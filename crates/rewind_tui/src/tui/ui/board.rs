//! The 3x3 grid.

use super::square::{SquareProps, render_square};
use super::theme::Theme;
use crate::tui::hit::HitMap;
use ratatui::{
    Frame,
    layout::{Alignment, Constraint, Direction, Layout, Rect},
    style::{Color, Style},
    text::Line,
    widgets::Paragraph,
};
use rewind_tictactoe::{Command, GameView, Position};

/// Width of the drawn grid.
pub const BOARD_WIDTH: u16 = 38;
/// Height of the drawn grid.
pub const BOARD_HEIGHT: u16 = 11;

/// Renders the game board.
///
/// `cursor` is the keyboard cursor, if the board has focus. Each square is
/// wired to place at its own cell.
pub fn render_board(
    frame: &mut Frame,
    hits: &mut HitMap,
    area: Rect,
    view: &GameView,
    cursor: Option<Position>,
    theme: &Theme,
) {
    let board_area = center_rect(area, BOARD_WIDTH, BOARD_HEIGHT);
    let rows = Layout::default()
        .direction(Direction::Vertical)
        .constraints([
            Constraint::Length(3),
            Constraint::Length(1),
            Constraint::Length(3),
            Constraint::Length(1),
            Constraint::Length(3),
        ])
        .split(board_area);

    for (row, chunk) in [rows[0], rows[2], rows[4]].into_iter().enumerate() {
        render_row(frame, hits, chunk, view, cursor, theme, row * 3);
    }
    render_separator(frame, rows[1]);
    render_separator(frame, rows[3]);
}

fn render_row(
    frame: &mut Frame,
    hits: &mut HitMap,
    area: Rect,
    view: &GameView,
    cursor: Option<Position>,
    theme: &Theme,
    start: usize,
) {
    let cols = Layout::default()
        .direction(Direction::Horizontal)
        .constraints([
            Constraint::Length(12),
            Constraint::Length(1),
            Constraint::Length(12),
            Constraint::Length(1),
            Constraint::Length(12),
        ])
        .split(area);

    for (offset, chunk) in [cols[0], cols[2], cols[4]].into_iter().enumerate() {
        let Some(pos) = Position::from_index(start + offset) else {
            continue;
        };
        let props = SquareProps {
            square: view.square(pos),
            winning: view.is_winning(pos),
            highlighted: cursor == Some(pos),
            on_click: Command::Place(pos),
        };
        render_square(frame, hits, chunk, props, theme);
    }
    render_separator_vertical(frame, cols[1]);
    render_separator_vertical(frame, cols[3]);
}

fn render_separator(frame: &mut Frame, area: Rect) {
    let sep = Paragraph::new("─".repeat(area.width as usize))
        .style(Style::default().fg(Color::DarkGray));
    frame.render_widget(sep, area);
}

fn render_separator_vertical(frame: &mut Frame, area: Rect) {
    let sep = Paragraph::new(vec![Line::from("│"); area.height as usize])
        .style(Style::default().fg(Color::DarkGray))
        .alignment(Alignment::Center);
    frame.render_widget(sep, area);
}

/// Centers a `width` x `height` rectangle inside `area`.
pub fn center_rect(area: Rect, width: u16, height: u16) -> Rect {
    let vert = Layout::default()
        .direction(Direction::Vertical)
        .constraints([
            Constraint::Length((area.height.saturating_sub(height)) / 2),
            Constraint::Length(height),
            Constraint::Min(0),
        ])
        .split(area);

    Layout::default()
        .direction(Direction::Horizontal)
        .constraints([
            Constraint::Length((area.width.saturating_sub(width)) / 2),
            Constraint::Length(width),
            Constraint::Min(0),
        ])
        .split(vert[1])[1]
}
//! ECS systems that operate on the simulation world each frame.
//!
//! Systems are free functions that take `&mut World` (or `&World` for read-only).
//! They do not own state — all state lives in components or on the engine.

pub mod camera;
pub mod cleanup;
pub mod collision;
pub mod controller;
pub mod loading;
pub mod movement;
pub mod pursuit;
pub mod snapshot;

use corsair_core::components::{Hull, KinematicBody, PlayerBoat};
use hecs::World;

/// The player's live body, if its model has loaded.
pub(crate) fn player_body(world: &World) -> Option<KinematicBody> {
    world
        .query::<(&PlayerBoat, &Hull)>()
        .iter()
        .next()
        .and_then(|(_, (_, hull))| match hull {
            Hull::Ready(body) => Some(*body),
            Hull::Pending { .. } => None,
        })
}
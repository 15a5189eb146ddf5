//! Pursuit steering policy.
//!
//! Pure functions that decide, per frame, whether a pirate builds speed
//! or steers directly at the player based on planar distance.
//! No ECS dependency — operates on plain data.

use glam::DVec3;

use corsair_core::constants::{PIRATE_ENGAGE_RADIUS, PIRATE_MAX_TURN, PIRATE_TURN_GAIN};
use corsair_core::types::{planar_bearing, planar_distance, wrap_angle};

/// Input to the pursuit policy for a single pirate.
///
/// The policy keeps no state between frames; everything it needs is
/// recomputed fresh from the current relative position.
pub struct PursuitContext {
    /// Pirate body position.
    pub position: DVec3,
    /// Pirate heading (radians).
    pub heading: f64,
    /// Player body position this frame.
    pub quarry: DVec3,
}

/// Tuning for the pursuit policy.
pub struct PursuitProfile {
    /// Planar distance below which the pirate steers instead of thrusting.
    pub engage_radius: f64,
    /// Fraction of the angular error turned through per frame.
    pub turn_gain: f64,
    /// Per-frame turn magnitude cap (radians).
    pub max_turn: f64,
}

impl PursuitProfile {
    /// The standard pirate.
    pub fn standard() -> Self {
        Self {
            engage_radius: PIRATE_ENGAGE_RADIUS,
            turn_gain: PIRATE_TURN_GAIN,
            max_turn: PIRATE_MAX_TURN,
        }
    }
}

/// Output of the pursuit policy.
#[derive(Debug, Clone, Copy, PartialEq)]
pub enum PursuitAction {
    /// Within the engage radius: apply `turn` radians straight onto the
    /// pirate's heading, bypassing angular velocity and decay.
    Steer { turn: f64 },
    /// Outside the engage radius: add the pirate's acceleration to its
    /// linear velocity. Thrust is never clamped.
    Thrust,
}

/// Evaluate the policy for one pirate.
///
/// Distance is planar (x/z only); a pirate directly above or below the
/// player is treated as on top of it. The steering branch turns the
/// shortest way through the angular seam.
pub fn decide(ctx: &PursuitContext, profile: &PursuitProfile) -> PursuitAction {
    let distance = planar_distance(ctx.position, ctx.quarry);
    if distance < profile.engage_radius {
        let bearing = planar_bearing(ctx.position, ctx.quarry);
        let error = wrap_angle(bearing - ctx.heading);
        let turn = (error * profile.turn_gain).clamp(-profile.max_turn, profile.max_turn);
        PursuitAction::Steer { turn }
    } else {
        PursuitAction::Thrust
    }
}
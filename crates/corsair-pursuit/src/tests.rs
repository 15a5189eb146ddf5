#[cfg(test)]
mod tests {
    use glam::DVec3;
    use std::f64::consts::{FRAC_PI_2, PI};

    use corsair_core::constants::*;

    use crate::steering::{decide, PursuitAction, PursuitContext, PursuitProfile};

    /// Place the quarry at a given planar bearing and distance from the
    /// pirate. Bearing follows the forward-axis convention
    /// `(cos h, 0, -sin h)`.
    fn quarry_at(pirate: DVec3, bearing: f64, distance: f64) -> DVec3 {
        DVec3::new(
            pirate.x + distance * bearing.cos(),
            pirate.y,
            pirate.z - distance * bearing.sin(),
        )
    }

    fn make_context(position: DVec3, heading: f64, quarry: DVec3) -> PursuitContext {
        PursuitContext {
            position,
            heading,
            quarry,
        }
    }

    #[test]
    fn test_thrust_outside_engage_radius() {
        let pirate = DVec3::new(0.0, 13.0, 0.0);
        let ctx = make_context(pirate, 0.0, quarry_at(pirate, 0.0, 150.0));
        assert_eq!(decide(&ctx, &PursuitProfile::standard()), PursuitAction::Thrust);
    }

    #[test]
    fn test_thrust_at_exact_radius() {
        // Engage test is strict: distance equal to the radius still thrusts.
        let pirate = DVec3::ZERO;
        let ctx = make_context(pirate, 0.0, quarry_at(pirate, 0.0, PIRATE_ENGAGE_RADIUS));
        assert_eq!(decide(&ctx, &PursuitProfile::standard()), PursuitAction::Thrust);
    }

    #[test]
    fn test_steer_inside_engage_radius() {
        let pirate = DVec3::ZERO;
        let ctx = make_context(pirate, 0.0, quarry_at(pirate, 0.0, 50.0));
        assert!(matches!(
            decide(&ctx, &PursuitProfile::standard()),
            PursuitAction::Steer { .. }
        ));
    }

    #[test]
    fn test_steer_turn_clamped_regardless_of_error() {
        // Quarry dead astern: half-turn of error, far past the per-frame cap.
        let pirate = DVec3::ZERO;
        let ctx = make_context(pirate, 0.0, quarry_at(pirate, PI, 50.0));
        match decide(&ctx, &PursuitProfile::standard()) {
            PursuitAction::Steer { turn } => {
                assert!(
                    turn.abs() <= PIRATE_MAX_TURN + 1e-12,
                    "turn {} exceeds the per-frame cap {}",
                    turn,
                    PIRATE_MAX_TURN
                );
                assert!(
                    (turn.abs() - PIRATE_MAX_TURN).abs() < 1e-12,
                    "a half-turn error should saturate the cap, got {}",
                    turn
                );
            }
            other => panic!("expected Steer, got {:?}", other),
        }
    }

    #[test]
    fn test_steer_turns_toward_quarry() {
        // Quarry 90 degrees to port: error is +PI/2, so the turn is positive
        // and saturates the cap.
        let pirate = DVec3::ZERO;
        let ctx = make_context(pirate, 0.0, quarry_at(pirate, FRAC_PI_2, 50.0));
        match decide(&ctx, &PursuitProfile::standard()) {
            PursuitAction::Steer { turn } => {
                assert!(turn > 0.0, "port-side quarry should give a positive turn");
                assert!((turn - PIRATE_MAX_TURN).abs() < 1e-12);
            }
            other => panic!("expected Steer, got {:?}", other),
        }
    }

    #[test]
    fn test_small_error_scaled_by_gain_not_clamped() {
        let pirate = DVec3::ZERO;
        let error = 0.2;
        let ctx = make_context(pirate, 0.0, quarry_at(pirate, error, 50.0));
        match decide(&ctx, &PursuitProfile::standard()) {
            PursuitAction::Steer { turn } => {
                let expected = error * PIRATE_TURN_GAIN;
                assert!(
                    (turn - expected).abs() < 1e-10,
                    "expected gain-scaled turn {}, got {}",
                    expected,
                    turn
                );
            }
            other => panic!("expected Steer, got {:?}", other),
        }
    }

    #[test]
    fn test_steer_takes_shortest_way_through_seam() {
        // Pirate heading +3.0 rad, quarry at bearing -3.0 rad: the short way
        // is onward through the PI seam (positive error ~0.28), not a near
        // full turn back.
        let pirate = DVec3::ZERO;
        let ctx = make_context(pirate, 3.0, quarry_at(pirate, -3.0, 50.0));
        match decide(&ctx, &PursuitProfile::standard()) {
            PursuitAction::Steer { turn } => {
                assert!(
                    turn > 0.0,
                    "seam crossing should keep turning positive, got {}",
                    turn
                );
            }
            other => panic!("expected Steer, got {:?}", other),
        }
    }

    #[test]
    fn test_zero_error_zero_turn() {
        let pirate = DVec3::ZERO;
        let bearing = 1.2;
        let ctx = make_context(pirate, bearing, quarry_at(pirate, bearing, 30.0));
        match decide(&ctx, &PursuitProfile::standard()) {
            PursuitAction::Steer { turn } => {
                assert!(turn.abs() < 1e-10, "aligned pirate should hold course");
            }
            other => panic!("expected Steer, got {:?}", other),
        }
    }

    #[test]
    fn test_vertical_offset_ignored() {
        // 50 units away in the plane but 500 above: still engaged.
        let pirate = DVec3::new(0.0, 13.0, 0.0);
        let mut quarry = quarry_at(pirate, 0.0, 50.0);
        quarry.y = 513.0;
        let ctx = make_context(pirate, 0.0, quarry);
        assert!(matches!(
            decide(&ctx, &PursuitProfile::standard()),
            PursuitAction::Steer { .. }
        ));
    }

    #[test]
    fn test_standard_profile_matches_constants() {
        let profile = PursuitProfile::standard();
        assert_eq!(profile.engage_radius, PIRATE_ENGAGE_RADIUS);
        assert_eq!(profile.turn_gain, PIRATE_TURN_GAIN);
        assert_eq!(profile.max_turn, PIRATE_MAX_TURN);
    }
}
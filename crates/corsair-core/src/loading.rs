//! Messages crossing the asset-loader boundary.
//!
//! The engine fires one request per entity at session start and applies
//! completions at frame boundaries. There is no cancellation, timeout, or
//! retry: a request either completes or the entity never animates.

use serde::{Deserialize, Serialize};

use crate::types::{EntityKind, NodeId};

/// Fire-and-forget request for one entity's visual node.
#[derive(Debug, Clone, Serialize, Deserialize)]
pub struct LoadRequest {
    pub node: NodeId,
    pub kind: EntityKind,
    /// Model asset path, resolved by the loader against its template cache.
    pub path: String,
}

/// How a load request ended.
#[derive(Debug, Clone, PartialEq, Eq, Serialize, Deserialize)]
#[serde(tag = "type")]
pub enum LoadOutcome {
    Loaded,
    Failed { reason: String },
}

/// Loader's answer to a [`LoadRequest`].
#[derive(Debug, Clone, Serialize, Deserialize)]
pub struct LoadCompletion {
    pub node: NodeId,
    pub outcome: LoadOutcome,
}
//! Headless scene mirror — the app-side picture of the render scene.
//!
//! Applies each snapshot's scene events and transform updates to a node
//! map, standing in for a real scene graph. Nodes exist only between
//! their NodeAdded and NodeRemoved events, so the mirror doubles as a
//! check that the engine's event stream is self-consistent.

use std::collections::HashMap;

use glam::DVec3;

use corsair_core::events::SceneEvent;
use corsair_core::state::{BoatView, CameraView, WorldSnapshot};
use corsair_core::types::{EntityKind, NodeId};

/// One visual node in the mirrored scene.
#[derive(Debug, Clone)]
pub struct SceneNode {
    pub kind: EntityKind,
    pub position: DVec3,
    pub heading: f64,
    pub scale: f64,
}

/// The mirrored scene: node map plus the current camera pose.
#[derive(Default)]
pub struct SceneMirror {
    nodes: HashMap<NodeId, SceneNode>,
    pub camera: Option<CameraView>,
}

impl SceneMirror {
    pub fn new() -> Self {
        Self::default()
    }

    /// Fold one frame's snapshot into the scene.
    pub fn apply(&mut self, snapshot: &WorldSnapshot) {
        for event in &snapshot.scene_events {
            match event {
                SceneEvent::NodeAdded {
                    node,
                    kind,
                    position,
                    heading,
                    scale,
                } => {
                    self.nodes.insert(
                        *node,
                        SceneNode {
                            kind: *kind,
                            position: *position,
                            heading: *heading,
                            scale: *scale,
                        },
                    );
                }
                SceneEvent::NodeRemoved { node } => {
                    self.nodes.remove(node);
                }
            }
        }

        if let Some(player) = &snapshot.player {
            self.update_boat(player);
        }
        for pirate in &snapshot.pirates {
            self.update_boat(pirate);
        }
        for treasure in &snapshot.treasures {
            if let Some(node) = self.nodes.get_mut(&treasure.node) {
                node.position = treasure.position;
            }
        }

        self.camera = snapshot.camera;
    }

    fn update_boat(&mut self, view: &BoatView) {
        if let Some(node) = self.nodes.get_mut(&view.node) {
            node.position = view.position;
            node.heading = view.heading;
        }
    }

    pub fn node(&self, node: NodeId) -> Option<&SceneNode> {
        self.nodes.get(&node)
    }

    pub fn len(&self) -> usize {
        self.nodes.len()
    }

    pub fn is_empty(&self) -> bool {
        self.nodes.is_empty()
    }
}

------------------------------------------------------------------------

**Directions for this task**
Examine the records and pull out every line where the string "above" occurs.

**Response area**
/// Distance is planar (x/z only); a pirate directly above or below the
        // 50 units away in the plane but 500 above: still engaged.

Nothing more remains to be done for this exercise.